§ SUPPLIED RECORDS
*** Block opens ***

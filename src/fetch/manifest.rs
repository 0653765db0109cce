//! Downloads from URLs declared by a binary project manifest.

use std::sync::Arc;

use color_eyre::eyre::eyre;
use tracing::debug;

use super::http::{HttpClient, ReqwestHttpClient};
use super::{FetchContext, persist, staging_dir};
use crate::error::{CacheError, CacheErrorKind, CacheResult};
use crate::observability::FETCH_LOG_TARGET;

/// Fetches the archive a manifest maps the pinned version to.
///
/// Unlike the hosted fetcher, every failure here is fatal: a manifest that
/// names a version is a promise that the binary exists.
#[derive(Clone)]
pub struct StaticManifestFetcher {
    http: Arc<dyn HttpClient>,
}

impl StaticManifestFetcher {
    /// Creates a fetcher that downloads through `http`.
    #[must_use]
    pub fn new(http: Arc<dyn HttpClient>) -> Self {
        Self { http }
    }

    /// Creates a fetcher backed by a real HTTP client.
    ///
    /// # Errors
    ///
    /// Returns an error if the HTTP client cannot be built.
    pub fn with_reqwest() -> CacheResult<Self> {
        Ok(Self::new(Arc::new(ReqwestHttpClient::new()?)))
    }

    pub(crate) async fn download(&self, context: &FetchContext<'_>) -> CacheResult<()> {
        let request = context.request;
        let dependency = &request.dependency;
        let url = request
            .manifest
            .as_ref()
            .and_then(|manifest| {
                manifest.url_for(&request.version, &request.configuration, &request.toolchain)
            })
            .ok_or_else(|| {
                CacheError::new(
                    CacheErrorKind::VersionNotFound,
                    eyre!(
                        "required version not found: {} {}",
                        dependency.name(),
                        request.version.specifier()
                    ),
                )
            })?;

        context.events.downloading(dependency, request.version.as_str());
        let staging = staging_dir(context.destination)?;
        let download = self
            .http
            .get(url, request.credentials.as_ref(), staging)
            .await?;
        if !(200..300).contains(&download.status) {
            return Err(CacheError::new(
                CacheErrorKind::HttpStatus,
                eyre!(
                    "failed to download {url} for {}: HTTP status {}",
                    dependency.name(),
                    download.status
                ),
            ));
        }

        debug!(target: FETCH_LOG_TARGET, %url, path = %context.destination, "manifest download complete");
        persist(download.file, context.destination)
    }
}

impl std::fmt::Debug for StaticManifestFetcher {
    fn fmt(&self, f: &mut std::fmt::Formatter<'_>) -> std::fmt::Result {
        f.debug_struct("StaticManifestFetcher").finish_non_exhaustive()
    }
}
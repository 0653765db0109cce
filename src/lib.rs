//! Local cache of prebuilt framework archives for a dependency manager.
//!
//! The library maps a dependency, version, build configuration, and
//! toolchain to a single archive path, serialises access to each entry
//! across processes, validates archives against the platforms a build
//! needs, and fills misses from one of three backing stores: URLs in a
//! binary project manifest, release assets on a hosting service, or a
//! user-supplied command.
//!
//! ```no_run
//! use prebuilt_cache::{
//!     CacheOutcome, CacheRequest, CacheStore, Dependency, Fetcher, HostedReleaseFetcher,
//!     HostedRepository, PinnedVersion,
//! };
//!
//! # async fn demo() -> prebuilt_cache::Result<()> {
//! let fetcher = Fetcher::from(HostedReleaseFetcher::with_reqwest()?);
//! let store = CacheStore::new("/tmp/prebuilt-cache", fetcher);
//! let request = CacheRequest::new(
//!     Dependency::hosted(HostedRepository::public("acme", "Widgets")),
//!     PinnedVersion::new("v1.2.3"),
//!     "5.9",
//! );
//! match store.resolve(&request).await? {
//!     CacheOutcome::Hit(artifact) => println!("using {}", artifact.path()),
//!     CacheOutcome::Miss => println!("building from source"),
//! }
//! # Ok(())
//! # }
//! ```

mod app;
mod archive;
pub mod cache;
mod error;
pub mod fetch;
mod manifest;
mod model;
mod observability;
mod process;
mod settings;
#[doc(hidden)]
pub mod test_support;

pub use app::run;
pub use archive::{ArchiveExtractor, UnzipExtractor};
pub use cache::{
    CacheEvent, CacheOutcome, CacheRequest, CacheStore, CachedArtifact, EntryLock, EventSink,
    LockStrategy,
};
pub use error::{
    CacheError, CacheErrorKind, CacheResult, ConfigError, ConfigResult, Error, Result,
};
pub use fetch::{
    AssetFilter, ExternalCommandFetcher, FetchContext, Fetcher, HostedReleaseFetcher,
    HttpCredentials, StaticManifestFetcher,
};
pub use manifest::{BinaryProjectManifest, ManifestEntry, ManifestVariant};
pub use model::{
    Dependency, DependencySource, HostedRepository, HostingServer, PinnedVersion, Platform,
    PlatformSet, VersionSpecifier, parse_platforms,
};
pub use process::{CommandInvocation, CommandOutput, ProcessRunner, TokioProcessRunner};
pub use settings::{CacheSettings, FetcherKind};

*** Block closes ***

§ EXERCISE
Using the material above, copy every line in which the string "impl" occurs.

§ OUTPUT
impl StaticManifestFetcher {
impl std::fmt::Debug for StaticManifestFetcher {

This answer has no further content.